● Exercise requirements:
Each record, exactly as written, should be printed again.

● Exercise data:
↓

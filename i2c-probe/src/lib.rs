#![doc = include_str!("../README.md")]
#![deny(missing_docs)]
#![deny(unsafe_code)]

mod address;
#[cfg(target_os = "linux")]
pub mod bus;
mod common;
mod eh;
mod error;
mod probe;

pub use address::{Address, AddressError};
pub use eh::{EmbeddedHalBus, TransferError};
pub use error::Error;
pub use probe::{BindError, Outcome, ProbeMode, SmbusProbe, probe};
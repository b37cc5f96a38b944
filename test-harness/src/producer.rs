// Event producer: stamps, seals and publishes one packet per iteration.
use eventhub_transport::Publisher;
use eventhub_wire::EventPacket;
use std::sync::Arc;
use std::sync::atomic::{AtomicU64, Ordering};
use tokio::sync::mpsc;
use tracing::{debug, trace};

use crate::config::TestDefinition;
use crate::error::{HarnessError, Origin};

pub struct EventProducer<P> {
    definition: Arc<TestDefinition>,
    publisher: Arc<P>,
    published: Arc<AtomicU64>,
}

impl<P: Publisher> EventProducer<P> {
    pub fn new(definition: Arc<TestDefinition>, publisher: Arc<P>) -> Self {
        Self {
            definition,
            publisher,
            published: Arc::new(AtomicU64::new(0)),
        }
    }

    /// Shared count of successful publish calls, readable while the producer runs.
    pub fn published(&self) -> Arc<AtomicU64> {
        Arc::clone(&self.published)
    }

    /// Publish every event, reporting a failure on `faults` instead of returning it.
    pub async fn run(self, faults: mpsc::Sender<HarnessError>) {
        match self.publish_all().await {
            Ok(published) => debug!(published, "producer finished"),
            Err(err) => {
                debug!(kind = err.kind(), error = %err, "producer failed");
                let _ = faults.send(err).await;
            }
        }
    }

    /// Publish `iterations` packets in sequence order; the first failure stops the run.
    pub async fn publish_all(&self) -> Result<u64, HarnessError> {
        let topic = self.definition.producer_topic.as_str();
        let payload = EventPacket::filler(self.definition.payload_size);
        let iterations = self.definition.iterations as u64;
        for sequence_id in 0..iterations {
            let packet = EventPacket::new(sequence_id, payload.clone());
            let encoded = packet.encode().map_err(|source| HarnessError::Publish {
                origin: Origin::Producer,
                sequence_id,
                source: source.into(),
            })?;
            self.publisher
                .publish(topic, encoded)
                .await
                .map_err(|source| HarnessError::Publish {
                    origin: Origin::Producer,
                    sequence_id,
                    source: source.into(),
                })?;
            self.published.fetch_add(1, Ordering::Relaxed);
            t_counter!("eventhub_loadtest_events_published_total").increment(1);
            trace!(sequence_id, topic, "event published");
        }
        Ok(iterations)
    }
}
// Load harness for pub/sub event hubs.
//
// N client workers each hold one subscriber stream. Once all N report ready, a
// single producer publishes `iterations` checksummed events through a side
// channel. Every worker verifies each event, records its latency, and hands its
// samples back when its quota is reached. Any failure aborts the whole run.
#[macro_use]
mod macros;

pub mod barrier;
pub mod config;
pub mod error;
pub mod observability;
pub mod orchestrator;
pub mod probe;
pub mod producer;
pub mod report;
pub mod stats;
pub mod worker;

pub use config::{DefinitionArgs, TestDefinition};
pub use error::{Barrier, HarnessError, Origin};
pub use orchestrator::Orchestrator;
pub use report::{RunFailure, RunReport};
pub use stats::{LatencySummary, summarize};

↑

● Solved problem:
filename i2c-probe/src/lib.rs
#![doc = include_str!("../README.md")]
#![deny(missing_docs)]
#![deny(unsafe_code)]

mod address;
#[cfg(target_os = "linux")]
pub mod bus;
mod common;
mod eh;
mod error;
mod probe;

pub use address::{Address, AddressError};
pub use eh::{EmbeddedHalBus, TransferError};
pub use error::Error;
pub use probe::{BindError, Outcome, ProbeMode, SmbusProbe, probe};
repository b37cc5f96a38b944
filename test-harness/src/producer.rs
// Event producer: stamps, seals and publishes one packet per iteration.
use eventhub_transport::Publisher;
use eventhub_wire::EventPacket;
use std::sync::Arc;
use std::sync::atomic::{AtomicU64, Ordering};
use tokio::sync::mpsc;
use tracing::{debug, trace};

use crate::config::TestDefinition;
use crate::error::{HarnessError, Origin};

pub struct EventProducer<P> {
    definition: Arc<TestDefinition>,
    publisher: Arc<P>,
    published: Arc<AtomicU64>,
}

impl<P: Publisher> EventProducer<P> {
    pub fn new(definition: Arc<TestDefinition>, publisher: Arc<P>) -> Self {
        Self {
            definition,
            publisher,
            published: Arc::new(AtomicU64::new(0)),
        }
    }

    /// Shared count of successful publish calls, readable while the producer runs.
    pub fn published(&self) -> Arc<AtomicU64> {
        Arc::clone(&self.published)
    }

    /// Publish every event, reporting a failure on `faults` instead of returning it.
    pub async fn run(self, faults: mpsc::Sender<HarnessError>) {
        match self.publish_all().await {
            Ok(published) => debug!(published, "producer finished"),
            Err(err) => {
                debug!(kind = err.kind(), error = %err, "producer failed");
                let _ = faults.send(err).await;
            }
        }
    }

    /// Publish `iterations` packets in sequence order; the first failure stops the run.
    pub async fn publish_all(&self) -> Result<u64, HarnessError> {
        let topic = self.definition.producer_topic.as_str();
        let payload = EventPacket::filler(self.definition.payload_size);
        let iterations = self.definition.iterations as u64;
        for sequence_id in 0..iterations {
            let packet = EventPacket::new(sequence_id, payload.clone());
            let encoded = packet.encode().map_err(|source| HarnessError::Publish {
                origin: Origin::Producer,
                sequence_id,
                source: source.into(),
            })?;
            self.publisher
                .publish(topic, encoded)
                .await
                .map_err(|source| HarnessError::Publish {
                    origin: Origin::Producer,
                    sequence_id,
                    source: source.into(),
                })?;
            self.published.fetch_add(1, Ordering::Relaxed);
            t_counter!("eventhub_loadtest_events_published_total").increment(1);
            trace!(sequence_id, topic, "event published");
        }
        Ok(iterations)
    }
}
// Load harness for pub/sub event hubs.
//
// N client workers each hold one subscriber stream. Once all N report ready, a
// single producer publishes `iterations` checksummed events through a side
// channel. Every worker verifies each event, records its latency, and hands its
// samples back when its quota is reached. Any failure aborts the whole run.
#[macro_use]
mod macros;

pub mod barrier;
pub mod config;
pub mod error;
pub mod observability;
pub mod orchestrator;
pub mod probe;
pub mod producer;
pub mod report;
pub mod stats;
pub mod worker;

pub use config::{DefinitionArgs, TestDefinition};
pub use error::{Barrier, HarnessError, Origin};
pub use orchestrator::Orchestrator;
pub use report::{RunFailure, RunReport};
pub use stats::{LatencySummary, summarize};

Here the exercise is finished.